I was leading a ride in the Himalayas a few years ago and I hadn’t noticed anyone behind me for around 30 minutes or so. I knew the route quite well and had a place in mind to pull over and just wait for some time. I wasn’t concerned though, as it’s normal to have the group spread out quite a bit. I don’t encourage nose to tail riding. I find that it’s best to let everyone ride at their own pace and do their own thing. We never set a time to finish riding – an ‘Expected Time of Arrival’ (ETA) as some might call it. Yuk, how boring! We’re not an airline. In saying that, we do set a time to depart each morning. And whilst early starts can leave everyone a bit bleary eyed, it allows us to run at a comfortable pace and makes the riding way more enjoyable.
The only thing that we try to do as a group is to get to our accommodation before sunset. I’m not keen on riding in the dark, especially in the mountains. They’re challenging enough in daylight.
Anyway, I knew where I could stop. There was a long and narrow left curving bend cut into the cliff with a viewpoint on the other side. A big rock that I could perch myself on. Right in the middle was a deep and lengthy water crossing. I reckon it would be around 200 metres.
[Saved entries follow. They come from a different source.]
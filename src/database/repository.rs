use sqlx::{self, postgres::PgRow, FromRow, PgPool};

use crate::database::manager::DatabaseError;

/// By-id access shared by every table keyed on a SERIAL `id`
pub struct Repository<T> {
    table_name: &'static str,
    record_name: &'static str,
    pool: PgPool,
    _phantom: std::marker::PhantomData<T>,
}

impl<T> Repository<T>
where
    T: for<'r> FromRow<'r, PgRow> + Send + Unpin,
{
    pub fn new(table_name: &'static str, record_name: &'static str, pool: PgPool) -> Self {
        debug_assert!(is_valid_table_name(table_name), "invalid table name {table_name}");
        Self {
            table_name,
            record_name,
            pool,
            _phantom: std::marker::PhantomData,
        }
    }

    pub async fn select_one(&self, id: i32) -> Result<Option<T>, DatabaseError> {
        let sql = format!("SELECT * FROM {} WHERE id = $1", self.table_name);
        let row = sqlx::query_as::<_, T>(&sql).bind(id).fetch_optional(&self.pool).await?;
        Ok(row)
    }

    pub async fn select_404(&self, id: i32) -> Result<T, DatabaseError> {
        self.select_one(id)
            .await?
            .ok_or_else(|| DatabaseError::NotFound(format!("{} {} not found", self.record_name, id)))
    }

    pub async fn select_ids(&self, ids: &[i32]) -> Result<Vec<T>, DatabaseError> {
        if ids.is_empty() {
            return Ok(vec![]);
        }
        let sql = format!("SELECT * FROM {} WHERE id = ANY($1) ORDER BY id", self.table_name);
        let rows = sqlx::query_as::<_, T>(&sql).bind(ids).fetch_all(&self.pool).await?;
        Ok(rows)
    }

    pub async fn exists(&self, id: i32) -> Result<bool, DatabaseError> {
        let sql = format!("SELECT EXISTS(SELECT 1 FROM {} WHERE id = $1)", self.table_name);
        let (exists,): (bool,) = sqlx::query_as(&sql).bind(id).fetch_one(&self.pool).await?;
        Ok(exists)
    }

    /// Returns whether a row was removed
    pub async fn delete_one(&self, id: i32) -> Result<bool, DatabaseError> {
        let sql = format!("DELETE FROM {} WHERE id = $1", self.table_name);
        let result = sqlx::query(&sql).bind(id).execute(&self.pool).await?;
        Ok(result.rows_affected() > 0)
    }
}

/// Table names are interpolated into SQL, so only lowercase identifiers pass
fn is_valid_table_name(name: &str) -> bool {
    !name.is_empty()
        && name.chars().all(|c| c.is_ascii_lowercase() || c == '_')
}

#[cfg(test)]
mod tests {
    use super::*;

    #[test]
    fn validates_table_names() {
        assert!(is_valid_table_name("entries"));
        assert!(is_valid_table_name("user_friends"));
        assert!(!is_valid_table_name("entries; DROP TABLE users"));
        assert!(!is_valid_table_name("\"users\""));
        assert!(!is_valid_table_name(""));
    }
}
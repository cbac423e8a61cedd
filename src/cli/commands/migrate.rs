use anyhow::Context;

use crate::config::AppConfig;
use crate::database::DatabaseManager;

pub async fn handle(config: AppConfig) -> anyhow::Result<()> {
    let pool = DatabaseManager::connect(&config.database)
        .await
        .context("failed to connect to database")?;
    DatabaseManager::migrate(&pool).await.context("failed to apply migrations")?;
    pool.close().await;
    Ok(())
}
pub mod manager;
pub mod models;
pub mod repository;

pub use manager::{DatabaseError, DatabaseManager};
pub use repository::Repository;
Nothing too challenging, but enough to possibly put your feet down at some point – unless you want to land on your side. I’ve done that before. More than once. I’ve seen many riders do it also. I don’t really mind getting wet but when the water is coming straight from a glacier and snow melt, it’s uncomfortable when it’s pouring into your collar and down your neck.
I knew that some of the riders might need help, so I took my seat on the rock and waited. Along came a local rider, a ‘mountain man’, as they’re called. He was riding a little road based 125cc Hero Honda. He stopped just before the water crossing and eyed the situation. He then rolled up his trousers. Took to the edge of the water, the deep part that is, and rode through slowly. I was watching a master at work. First gear, nice and steady, a relaxed position on the bike and he never once took his feet of the foot pegs or stood up enduro style. And here’s the best bit. He was wearing flip flops. He gets to the other side, stops, casually rolls down his trousers, gives me a wave and rides off. His riding technique was so good that I could hardly hear the little motorcycle at all.
Most of the water crossings are just wide enough for one vehicle at a time. Both edges are deep as that’s where the trucks and buses push down the stones and at the same time make it the smoothest part. The shallow part, the middle, is the hardest to ride as all the stones are all pushed up the way. Of course, you can’t see this, but the locals do. They know everything about the mountains. There I was, with all my rider gear – Klim helmet, Sidi boots, Alpine Star gloves, Knox body armour, 100% goggles and so on. I don’t think I need to describe it any further. I’m sure you’re visualizing the scene.
I started to think just how much easier it had been for the local Honda rider due to his skill. He wouldn’t be worrying about drying boots or rider gear. Okay, his feet would get a bit cold, but so what? His crossing was unspectacular and verging on boring. But, almost perfect. And I can guarantee, 100%, that he had never taken part in any off-road riding course or supervised training.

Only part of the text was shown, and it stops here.